:: Work item ::
Reproduce the listing verbatim through the line with "pub const RING_DIP: usize = 15;".

:: Exercise data ::
■ ■ ■ ■
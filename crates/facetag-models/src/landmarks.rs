//! Fixed-index landmark sets for one detected face or hand.
//!
//! # Face layout (MediaPipe face mesh, 468 points; 478 with refined irises)
//!
//! Only the indices in [`face_index`] are read by the classifiers.
//!
//! # Hand layout (21 points)
//!
//! - 0: Wrist
//! - 1-4: Thumb CMC, MCP, IP, TIP
//! - 5-8: Index MCP, PIP, DIP, TIP
//! - 9-12: Middle MCP, PIP, DIP, TIP
//! - 13-16: Ring MCP, PIP, DIP, TIP
//! - 17-20: Pinky MCP, PIP, DIP, TIP
//!
//! A missing detection is represented by the absence of a set, never by a
//! zero-filled one.

use serde::{Deserialize, Serialize};
use thiserror::Error;

use crate::point::Point2D;

/// Face mesh indices used by feature extraction.
pub mod face_index {
    /// Minimum number of points in a face mesh.
    pub const COUNT: usize = 468;

    pub const LEFT_EYE_INNER: usize = 133;
    pub const LEFT_EYE_OUTER: usize = 33;
    pub const LEFT_EYE_TOP: usize = 159;
    pub const LEFT_EYE_BOTTOM: usize = 145;

    pub const RIGHT_EYE_INNER: usize = 362;
    pub const RIGHT_EYE_OUTER: usize = 263;
    pub const RIGHT_EYE_TOP: usize = 386;
    pub const RIGHT_EYE_BOTTOM: usize = 374;

    pub const MOUTH_LEFT: usize = 78;
    pub const MOUTH_RIGHT: usize = 308;
    pub const MOUTH_TOP: usize = 13;
    pub const MOUTH_BOTTOM: usize = 14;

    pub const LEFT_EYEBROW: usize = 105;
    pub const RIGHT_EYEBROW: usize = 334;

    pub const NOSE_TIP: usize = 1;
    pub const CHIN: usize = 152;
    pub const FOREHEAD: usize = 10;
}

/// Hand landmark indices.
pub mod hand_index {
    /// Exact number of points in a hand set.
    pub const COUNT: usize = 21;

    pub const WRIST: usize = 0;
    pub const THUMB_CMC: usize = 1;
    pub const THUMB_MCP: usize = 2;
    pub const THUMB_IP: usize = 3;
    pub const THUMB_TIP: usize = 4;
    pub const INDEX_MCP: usize = 5;
    pub const INDEX_PIP: usize = 6;
    pub const INDEX_DIP: usize = 7;
    pub const INDEX_TIP: usize = 8;
    pub const MIDDLE_MCP: usize = 9;
    pub const MIDDLE_PIP: usize = 10;
    pub const MIDDLE_DIP: usize = 11;
    pub const MIDDLE_TIP: usize = 12;
    pub const RING_MCP: usize = 13;
    pub const RING_PIP: usize = 14;
    pub const RING_DIP: usize = 15;
    pub const RING_TIP: usize = 16;
    pub const PINKY_MCP: usize = 17;
    pub const PINKY_PIP: usize = 18;
    pub const PINKY_DIP: usize = 19;
    pub const PINKY_TIP: usize = 20;
}

/// Errors raised when building a landmark set from raw points.
#[derive(Debug, Clone, PartialEq, Error)]
pub enum LandmarkError {
    #[error("Face landmark set needs at least {expected} points, got {actual}")]
    FaceTooShort { expected: usize, actual: usize },

    #[error("Hand landmark set needs exactly {expected} points, got {actual}")]
    HandWrongLength { expected: usize, actual: usize },

    #[error("Landmark {index} has a non-finite coordinate")]
    NonFinite { index: usize },
}

fn check_finite(points: &[Point2D]) -> Result<(), LandmarkError> {
    match points.iter().position(|p| !p.is_finite()) {
        Some(index) => Err(LandmarkError::NonFinite { index }),
        None => Ok(()),
    }
}

/// Face mesh landmarks for one detected face.
#[derive(Debug, Clone, Serialize, Deserialize)]
#[serde(try_from = "Vec<Point2D>", into = "Vec<Point2D>")]
pub struct FaceLandmarks {
    points: Vec<Point2D>,
}

impl FaceLandmarks {
    /// Build a face set, validating length and coordinates.
    pub fn new(points: Vec<Point2D>) -> Result<Self, LandmarkError> {
        if points.len() < face_index::COUNT {
            return Err(LandmarkError::FaceTooShort {
                expected: face_index::COUNT,
                actual: points.len(),
            });
        }
        check_finite(&points)?;
        Ok(Self { points })
    }

    /// Point at a face mesh index.
    ///
    /// Indices from [`face_index`] are always in range.
    #[inline]
    pub fn point(&self, index: usize) -> Point2D {
        self.points[index]
    }

    /// All points in mesh order.
    pub fn points(&self) -> &[Point2D] {
        &self.points
    }

    pub fn chin(&self) -> Point2D {
        self.point(face_index::CHIN)
    }

    /// Midpoint of the inner upper and lower lip.
    pub fn mouth_center(&self) -> Point2D {
        self.point(face_index::MOUTH_TOP)
            .midpoint(&self.point(face_index::MOUTH_BOTTOM))
    }
}

impl TryFrom<Vec<Point2D>> for FaceLandmarks {
    type Error = LandmarkError;

    fn try_from(points: Vec<Point2D>) -> Result<Self, Self::Error> {
        Self::new(points)
    }
}

impl From<FaceLandmarks> for Vec<Point2D> {
    fn from(face: FaceLandmarks) -> Self {
        face.points
    }
}

/// 21-point landmarks for one detected hand.
///
/// No left/right identity is implied; the order of hands within a frame is
/// whatever the pose source produced.
#[derive(Debug, Clone, Serialize, Deserialize)]
#[serde(try_from = "Vec<Point2D>", into = "Vec<Point2D>")]
pub struct HandLandmarks {
    points: [Point2D; hand_index::COUNT],
}

impl HandLandmarks {
    /// Build a hand set, validating length and coordinates.
    pub fn new(points: Vec<Point2D>) -> Result<Self, LandmarkError> {
        check_finite(&points)?;
        let actual = points.len();
        let points: [Point2D; hand_index::COUNT] =
            points
                .try_into()
                .map_err(|_| LandmarkError::HandWrongLength {
                    expected: hand_index::COUNT,
                    actual,
                })?;
        Ok(Self { points })
    }

    /// Build a hand set from a fixed array.
    pub fn from_array(points: [Point2D; hand_index::COUNT]) -> Result<Self, LandmarkError> {
        check_finite(&points)?;
        Ok(Self { points })
    }

    #[inline]
    pub fn point(&self, index: usize) -> Point2D {
        self.points[index]
    }

    pub fn points(&self) -> &[Point2D; hand_index::COUNT] {
        &self.points
    }

    pub fn wrist(&self) -> Point2D {
        self.point(hand_index::WRIST)
    }

    /// Midpoint of the wrist and the middle-finger MCP joint.
    pub fn center(&self) -> Point2D {
        self.wrist().midpoint(&self.point(hand_index::MIDDLE_MCP))
    }
}

impl TryFrom<Vec<Point2D>> for HandLandmarks {
    type Error = LandmarkError;

    fn try_from(points: Vec<Point2D>) -> Result<Self, Self::Error> {
        Self::new(points)
    }
}

impl From<HandLandmarks> for Vec<Point2D> {
    fn from(hand: HandLandmarks) -> Self {
        hand.points.to_vec()
    }
}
■ ■ ■ ■
:: Solution to this exercise ::
filename crates/facetag-models/src/landmarks.rs
//! Fixed-index landmark sets for one detected face or hand.
//!
//! # Face layout (MediaPipe face mesh, 468 points; 478 with refined irises)
//!
//! Only the indices in [`face_index`] are read by the classifiers.
//!
//! # Hand layout (21 points)
//!
//! - 0: Wrist
//! - 1-4: Thumb CMC, MCP, IP, TIP
//! - 5-8: Index MCP, PIP, DIP, TIP
//! - 9-12: Middle MCP, PIP, DIP, TIP
//! - 13-16: Ring MCP, PIP, DIP, TIP
//! - 17-20: Pinky MCP, PIP, DIP, TIP
//!
//! A missing detection is represented by the absence of a set, never by a
//! zero-filled one.

use serde::{Deserialize, Serialize};
use thiserror::Error;

use crate::point::Point2D;

/// Face mesh indices used by feature extraction.
pub mod face_index {
    /// Minimum number of points in a face mesh.
    pub const COUNT: usize = 468;

    pub const LEFT_EYE_INNER: usize = 133;
    pub const LEFT_EYE_OUTER: usize = 33;
    pub const LEFT_EYE_TOP: usize = 159;
    pub const LEFT_EYE_BOTTOM: usize = 145;

    pub const RIGHT_EYE_INNER: usize = 362;
    pub const RIGHT_EYE_OUTER: usize = 263;
    pub const RIGHT_EYE_TOP: usize = 386;
    pub const RIGHT_EYE_BOTTOM: usize = 374;

    pub const MOUTH_LEFT: usize = 78;
    pub const MOUTH_RIGHT: usize = 308;
    pub const MOUTH_TOP: usize = 13;
    pub const MOUTH_BOTTOM: usize = 14;

    pub const LEFT_EYEBROW: usize = 105;
    pub const RIGHT_EYEBROW: usize = 334;

    pub const NOSE_TIP: usize = 1;
    pub const CHIN: usize = 152;
    pub const FOREHEAD: usize = 10;
}

/// Hand landmark indices.
pub mod hand_index {
    /// Exact number of points in a hand set.
    pub const COUNT: usize = 21;

    pub const WRIST: usize = 0;
    pub const THUMB_CMC: usize = 1;
    pub const THUMB_MCP: usize = 2;
    pub const THUMB_IP: usize = 3;
    pub const THUMB_TIP: usize = 4;
    pub const INDEX_MCP: usize = 5;
    pub const INDEX_PIP: usize = 6;
    pub const INDEX_DIP: usize = 7;
    pub const INDEX_TIP: usize = 8;
    pub const MIDDLE_MCP: usize = 9;
    pub const MIDDLE_PIP: usize = 10;
    pub const MIDDLE_DIP: usize = 11;
    pub const MIDDLE_TIP: usize = 12;
    pub const RING_MCP: usize = 13;
    pub const RING_PIP: usize = 14;
    pub const RING_DIP: usize = 15;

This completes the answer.